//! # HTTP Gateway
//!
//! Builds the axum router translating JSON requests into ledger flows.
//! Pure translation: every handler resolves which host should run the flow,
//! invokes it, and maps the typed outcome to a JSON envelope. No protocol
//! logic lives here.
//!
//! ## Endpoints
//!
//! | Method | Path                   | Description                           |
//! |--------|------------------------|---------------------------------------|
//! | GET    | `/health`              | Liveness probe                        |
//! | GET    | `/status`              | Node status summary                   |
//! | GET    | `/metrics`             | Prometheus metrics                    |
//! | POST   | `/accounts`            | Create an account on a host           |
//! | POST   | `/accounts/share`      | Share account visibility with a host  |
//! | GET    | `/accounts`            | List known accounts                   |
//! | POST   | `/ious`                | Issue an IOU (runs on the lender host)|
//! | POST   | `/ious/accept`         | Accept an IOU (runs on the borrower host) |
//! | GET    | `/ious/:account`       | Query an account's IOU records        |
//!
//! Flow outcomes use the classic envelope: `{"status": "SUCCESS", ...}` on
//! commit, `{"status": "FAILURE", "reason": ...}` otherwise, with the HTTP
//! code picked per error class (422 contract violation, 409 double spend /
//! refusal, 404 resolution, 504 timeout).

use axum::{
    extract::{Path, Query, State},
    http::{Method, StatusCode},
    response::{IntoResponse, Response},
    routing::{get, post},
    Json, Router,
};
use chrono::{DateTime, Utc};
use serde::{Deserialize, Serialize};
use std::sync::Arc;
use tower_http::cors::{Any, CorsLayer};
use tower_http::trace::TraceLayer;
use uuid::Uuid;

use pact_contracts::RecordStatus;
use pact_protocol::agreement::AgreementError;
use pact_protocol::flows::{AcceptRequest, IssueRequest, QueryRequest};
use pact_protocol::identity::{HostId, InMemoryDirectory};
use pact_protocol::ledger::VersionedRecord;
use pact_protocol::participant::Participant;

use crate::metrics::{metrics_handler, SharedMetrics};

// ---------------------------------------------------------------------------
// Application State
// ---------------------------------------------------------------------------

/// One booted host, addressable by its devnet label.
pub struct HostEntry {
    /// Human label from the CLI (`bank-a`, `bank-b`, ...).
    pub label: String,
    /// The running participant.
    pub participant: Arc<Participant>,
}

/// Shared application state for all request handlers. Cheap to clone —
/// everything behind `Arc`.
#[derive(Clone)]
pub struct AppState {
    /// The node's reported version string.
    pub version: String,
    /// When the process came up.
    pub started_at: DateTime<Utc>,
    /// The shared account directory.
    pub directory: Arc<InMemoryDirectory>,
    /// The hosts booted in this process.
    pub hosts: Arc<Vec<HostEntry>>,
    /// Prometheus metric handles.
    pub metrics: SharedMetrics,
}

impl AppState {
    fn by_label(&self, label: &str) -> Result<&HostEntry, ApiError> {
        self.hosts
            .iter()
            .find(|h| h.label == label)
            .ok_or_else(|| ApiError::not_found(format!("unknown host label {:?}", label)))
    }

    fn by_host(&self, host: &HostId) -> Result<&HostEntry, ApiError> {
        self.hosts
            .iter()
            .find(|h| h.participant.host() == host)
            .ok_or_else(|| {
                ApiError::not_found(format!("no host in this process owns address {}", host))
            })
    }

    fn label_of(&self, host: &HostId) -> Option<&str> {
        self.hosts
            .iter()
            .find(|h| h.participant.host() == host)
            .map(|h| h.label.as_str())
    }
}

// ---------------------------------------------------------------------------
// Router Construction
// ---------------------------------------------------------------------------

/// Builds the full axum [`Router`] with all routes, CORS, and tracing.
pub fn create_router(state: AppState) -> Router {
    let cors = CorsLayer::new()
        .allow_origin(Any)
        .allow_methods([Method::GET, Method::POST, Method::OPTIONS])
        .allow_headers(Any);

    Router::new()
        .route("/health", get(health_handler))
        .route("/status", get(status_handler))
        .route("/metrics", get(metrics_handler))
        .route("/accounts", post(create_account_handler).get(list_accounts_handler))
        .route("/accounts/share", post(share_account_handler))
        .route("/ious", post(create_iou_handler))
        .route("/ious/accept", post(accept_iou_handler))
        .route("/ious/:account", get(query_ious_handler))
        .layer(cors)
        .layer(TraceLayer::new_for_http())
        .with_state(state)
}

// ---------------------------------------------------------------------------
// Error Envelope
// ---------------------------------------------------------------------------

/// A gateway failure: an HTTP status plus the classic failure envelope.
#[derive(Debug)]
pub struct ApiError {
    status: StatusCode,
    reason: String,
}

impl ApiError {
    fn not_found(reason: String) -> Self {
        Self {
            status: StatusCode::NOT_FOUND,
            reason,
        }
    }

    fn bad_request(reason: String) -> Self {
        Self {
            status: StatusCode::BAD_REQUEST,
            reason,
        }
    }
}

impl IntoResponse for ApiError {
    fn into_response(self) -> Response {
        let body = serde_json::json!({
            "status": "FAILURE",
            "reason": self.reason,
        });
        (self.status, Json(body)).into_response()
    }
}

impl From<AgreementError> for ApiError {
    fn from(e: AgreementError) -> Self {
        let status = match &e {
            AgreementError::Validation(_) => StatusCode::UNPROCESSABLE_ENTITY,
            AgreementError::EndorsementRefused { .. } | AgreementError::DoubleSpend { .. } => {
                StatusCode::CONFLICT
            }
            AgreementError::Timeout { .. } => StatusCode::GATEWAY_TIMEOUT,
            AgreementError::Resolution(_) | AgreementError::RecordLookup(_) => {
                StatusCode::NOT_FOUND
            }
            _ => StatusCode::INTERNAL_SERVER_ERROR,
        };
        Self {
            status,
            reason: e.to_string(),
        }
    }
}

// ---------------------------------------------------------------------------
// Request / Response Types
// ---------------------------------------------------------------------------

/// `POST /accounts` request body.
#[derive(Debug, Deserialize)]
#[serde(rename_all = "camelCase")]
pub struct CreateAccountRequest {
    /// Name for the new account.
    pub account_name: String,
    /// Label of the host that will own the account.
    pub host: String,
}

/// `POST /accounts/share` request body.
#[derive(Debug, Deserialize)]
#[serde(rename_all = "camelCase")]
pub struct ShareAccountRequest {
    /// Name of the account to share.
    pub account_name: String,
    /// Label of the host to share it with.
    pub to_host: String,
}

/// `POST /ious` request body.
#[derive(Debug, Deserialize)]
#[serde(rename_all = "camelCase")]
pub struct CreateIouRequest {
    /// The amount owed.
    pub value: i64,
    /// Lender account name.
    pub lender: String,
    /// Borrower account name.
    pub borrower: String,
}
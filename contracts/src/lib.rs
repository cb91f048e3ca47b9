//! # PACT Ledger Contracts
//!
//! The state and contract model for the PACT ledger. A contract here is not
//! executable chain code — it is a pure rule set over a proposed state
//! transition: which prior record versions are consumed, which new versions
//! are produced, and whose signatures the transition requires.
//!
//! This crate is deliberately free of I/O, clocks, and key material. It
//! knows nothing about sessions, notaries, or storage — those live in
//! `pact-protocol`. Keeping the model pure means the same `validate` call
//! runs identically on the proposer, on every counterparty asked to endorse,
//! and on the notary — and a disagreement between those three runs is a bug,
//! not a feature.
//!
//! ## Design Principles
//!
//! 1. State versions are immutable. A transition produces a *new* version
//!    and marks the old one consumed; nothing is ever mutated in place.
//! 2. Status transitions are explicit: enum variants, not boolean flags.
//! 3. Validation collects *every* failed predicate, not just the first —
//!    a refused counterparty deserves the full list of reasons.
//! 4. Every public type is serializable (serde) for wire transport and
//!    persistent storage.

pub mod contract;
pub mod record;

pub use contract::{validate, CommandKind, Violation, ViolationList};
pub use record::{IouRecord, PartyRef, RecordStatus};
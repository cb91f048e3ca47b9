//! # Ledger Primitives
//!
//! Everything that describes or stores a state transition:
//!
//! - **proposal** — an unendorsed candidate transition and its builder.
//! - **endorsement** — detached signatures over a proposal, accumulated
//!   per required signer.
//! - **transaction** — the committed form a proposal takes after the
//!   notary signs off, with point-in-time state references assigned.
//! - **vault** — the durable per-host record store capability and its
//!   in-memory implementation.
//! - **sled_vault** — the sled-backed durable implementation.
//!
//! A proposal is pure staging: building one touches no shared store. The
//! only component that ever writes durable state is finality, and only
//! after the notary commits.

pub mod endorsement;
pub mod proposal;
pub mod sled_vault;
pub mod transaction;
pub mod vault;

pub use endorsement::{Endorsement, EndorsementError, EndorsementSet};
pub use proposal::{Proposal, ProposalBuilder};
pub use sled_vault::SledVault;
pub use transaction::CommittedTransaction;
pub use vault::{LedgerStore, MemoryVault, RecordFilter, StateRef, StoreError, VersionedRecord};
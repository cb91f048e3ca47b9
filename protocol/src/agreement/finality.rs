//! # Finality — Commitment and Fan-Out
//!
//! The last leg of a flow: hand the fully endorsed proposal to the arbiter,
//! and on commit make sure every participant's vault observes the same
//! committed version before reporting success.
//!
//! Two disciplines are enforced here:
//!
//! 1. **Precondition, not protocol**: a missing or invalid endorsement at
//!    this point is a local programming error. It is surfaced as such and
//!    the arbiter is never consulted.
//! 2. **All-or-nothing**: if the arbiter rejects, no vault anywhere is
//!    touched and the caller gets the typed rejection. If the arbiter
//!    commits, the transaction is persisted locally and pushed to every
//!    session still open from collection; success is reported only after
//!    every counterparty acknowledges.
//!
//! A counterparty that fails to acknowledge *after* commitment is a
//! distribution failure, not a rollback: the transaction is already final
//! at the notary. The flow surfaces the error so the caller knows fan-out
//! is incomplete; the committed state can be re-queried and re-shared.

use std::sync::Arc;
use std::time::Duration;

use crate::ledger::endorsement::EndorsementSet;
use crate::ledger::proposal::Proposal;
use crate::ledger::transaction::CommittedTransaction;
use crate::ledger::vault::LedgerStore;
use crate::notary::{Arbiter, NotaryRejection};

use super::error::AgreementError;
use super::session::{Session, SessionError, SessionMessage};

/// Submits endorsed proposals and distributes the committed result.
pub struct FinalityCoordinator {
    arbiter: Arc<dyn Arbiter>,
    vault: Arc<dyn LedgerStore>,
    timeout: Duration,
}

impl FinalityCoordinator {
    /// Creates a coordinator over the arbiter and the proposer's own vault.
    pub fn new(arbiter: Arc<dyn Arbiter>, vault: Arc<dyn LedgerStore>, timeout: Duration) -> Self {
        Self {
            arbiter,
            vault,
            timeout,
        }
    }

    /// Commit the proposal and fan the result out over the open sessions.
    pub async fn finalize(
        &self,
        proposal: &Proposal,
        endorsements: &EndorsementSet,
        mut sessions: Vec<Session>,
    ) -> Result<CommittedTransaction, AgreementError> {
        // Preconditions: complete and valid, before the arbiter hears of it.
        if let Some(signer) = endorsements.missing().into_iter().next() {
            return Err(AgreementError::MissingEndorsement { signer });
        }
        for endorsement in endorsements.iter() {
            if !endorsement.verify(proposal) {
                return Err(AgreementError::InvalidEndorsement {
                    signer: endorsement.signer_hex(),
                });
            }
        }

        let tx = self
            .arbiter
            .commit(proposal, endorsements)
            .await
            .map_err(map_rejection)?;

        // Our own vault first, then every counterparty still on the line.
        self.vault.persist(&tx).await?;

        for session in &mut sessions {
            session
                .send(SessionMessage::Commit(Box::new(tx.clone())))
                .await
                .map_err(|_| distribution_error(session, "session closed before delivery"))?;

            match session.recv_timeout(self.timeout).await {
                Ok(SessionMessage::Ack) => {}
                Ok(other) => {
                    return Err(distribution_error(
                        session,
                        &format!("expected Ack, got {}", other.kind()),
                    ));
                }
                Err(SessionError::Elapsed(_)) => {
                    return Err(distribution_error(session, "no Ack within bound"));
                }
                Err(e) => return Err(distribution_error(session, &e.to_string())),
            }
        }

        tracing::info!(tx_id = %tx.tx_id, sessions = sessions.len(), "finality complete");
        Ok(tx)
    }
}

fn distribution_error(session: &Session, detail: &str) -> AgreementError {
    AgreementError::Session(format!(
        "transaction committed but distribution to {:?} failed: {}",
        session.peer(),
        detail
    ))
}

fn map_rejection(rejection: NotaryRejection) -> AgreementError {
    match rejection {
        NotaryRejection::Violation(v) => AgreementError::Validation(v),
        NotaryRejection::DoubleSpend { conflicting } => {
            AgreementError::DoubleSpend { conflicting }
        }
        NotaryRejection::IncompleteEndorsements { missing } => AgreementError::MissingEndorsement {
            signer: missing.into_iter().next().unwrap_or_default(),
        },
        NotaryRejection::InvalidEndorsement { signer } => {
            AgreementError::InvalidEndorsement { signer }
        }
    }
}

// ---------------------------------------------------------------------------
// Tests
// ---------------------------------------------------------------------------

### WORK INSTRUCTIONS
Using the entries above, state how many lines include the word "HostId", with no other words.

### TASK RESULT
3